● GOAL OF THE EXERCISE
Starting at the line below holding "while let TimerAction::Schedule(hop)" and stopping at the line holding "assert!(wrap(value, len) < len);", print every line exactly, both ends included, and leave the rest out.

....................

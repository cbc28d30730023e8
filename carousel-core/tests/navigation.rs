//! Navigation behaviour through the public controller API, without a runtime.

use carousel_core::model::{Direction, SlideSet, Step};
use carousel_core::{
    CarouselController, GotoPhase, TimerAction, presentable_window,
    shortest_direction, wrap,
};

fn controller(len: usize) -> CarouselController<()> {
    let keys = (0..len).map(|i| format!("slide-{i}"));
    CarouselController::with_defaults(SlideSet::from_keys(keys).unwrap())
}

/// Fire every scheduled hop immediately, as if the timer elapsed each time.
fn settle(carousel: &mut CarouselController<()>, mut timer: TimerAction) -> Vec<usize> {
    let mut visited = Vec::new();
    while let TimerAction::Schedule(hop) = timer {
        let transition = carousel.fire_hop(hop.token);
        visited.push(transition.snapshot.current_index);
        timer = transition.timer;
    }
    visited
}

#[test]
fn wrap_covers_negative_and_large_values() {
    for len in 1..=12usize {
        for value in [-1_000i64, -13, -1, 0, 1, 11, 12, 1_000] {
            assert!(wrap(value, len) < len);
        }
    }
}

#[test]
fn shortest_direction_examples() {
    assert_eq!(shortest_direction(5, 1, 6), Direction::Forward);
    assert_eq!(shortest_direction(0, 2, 4), Direction::Forward);
    assert_eq!(shortest_direction(0, 0, 1), Direction::Stay);
}

#[test]
fn goto_on_six_slides_walks_forward_on_tie() {
    let mut carousel = controller(6);
    let transition = carousel.observe_target(Some(3));

    let mut visited = vec![0, transition.snapshot.current_index];
    visited.extend(settle(&mut carousel, transition.timer));

    assert_eq!(visited, [0, 1, 2, 3]);
    assert_eq!(carousel.pending_target(), None);
    assert_eq!(carousel.phase(), GotoPhase::Idle);
}

#[test]
fn out_of_range_target_is_normalized() {
    let mut carousel = controller(5);
    let transition = carousel.observe_target(Some(-8));
    // -8 wraps to 2
    assert_eq!(transition.snapshot.pending_target, Some(2));

    let visited = settle(&mut carousel, transition.timer);
    assert_eq!(visited, [2]);
    assert_eq!(carousel.current_index(), 2);
}

#[test]
fn snapshot_window_matches_presentable_window() {
    let mut carousel = controller(7);
    carousel.move_slide(Step::Previous);
    let snapshot = carousel.snapshot();

    assert_eq!(snapshot.current_index, 6);
    assert_eq!(snapshot.window, presentable_window(6, 2, 7));
    assert_eq!(snapshot.indices().collect::<Vec<_>>(), [4, 5, 6, 0, 1]);

    let keys: Vec<String> = snapshot
        .keys(carousel.slides())
        .into_iter()
        .map(|key| key.to_string())
        .collect();
    assert_eq!(keys, ["slide-4", "slide-5", "slide-6", "slide-0", "slide-1"]);
}

#[test]
fn single_slide_carousel_never_moves() {
    let mut carousel = controller(1);
    carousel.move_slide(Step::Next);
    carousel.move_slide(Step::Previous);
    let transition = carousel.observe_target(Some(4));

    assert_eq!(transition.timer, TimerAction::Unchanged);
    assert_eq!(transition.snapshot.current_index, 0);
    assert_eq!(transition.snapshot.window.len(), 1);
}

#[test]
fn snapshot_serializes_for_renderers() {
    let carousel = controller(3);
    let json = serde_json::to_value(carousel.snapshot()).unwrap();

    assert_eq!(json["current_index"], 0);
    assert_eq!(json["offset_radius"], 1);
    assert_eq!(json["window"][0]["slide_index"], 2);
    assert_eq!(json["window"][0]["display_offset"], -1);
    assert!(json["pending_target"].is_null());
}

....................

● RESULT FOR THIS TASK
    while let TimerAction::Schedule(hop) = timer {
        let transition = carousel.fire_hop(hop.token);
        visited.push(transition.snapshot.current_index);
        timer = transition.timer;
    }
    visited
}

#[test]
fn wrap_covers_negative_and_large_values() {
    for len in 1..=12usize {
        for value in [-1_000i64, -13, -1, 0, 1, 11, 12, 1_000] {
            assert!(wrap(value, len) < len);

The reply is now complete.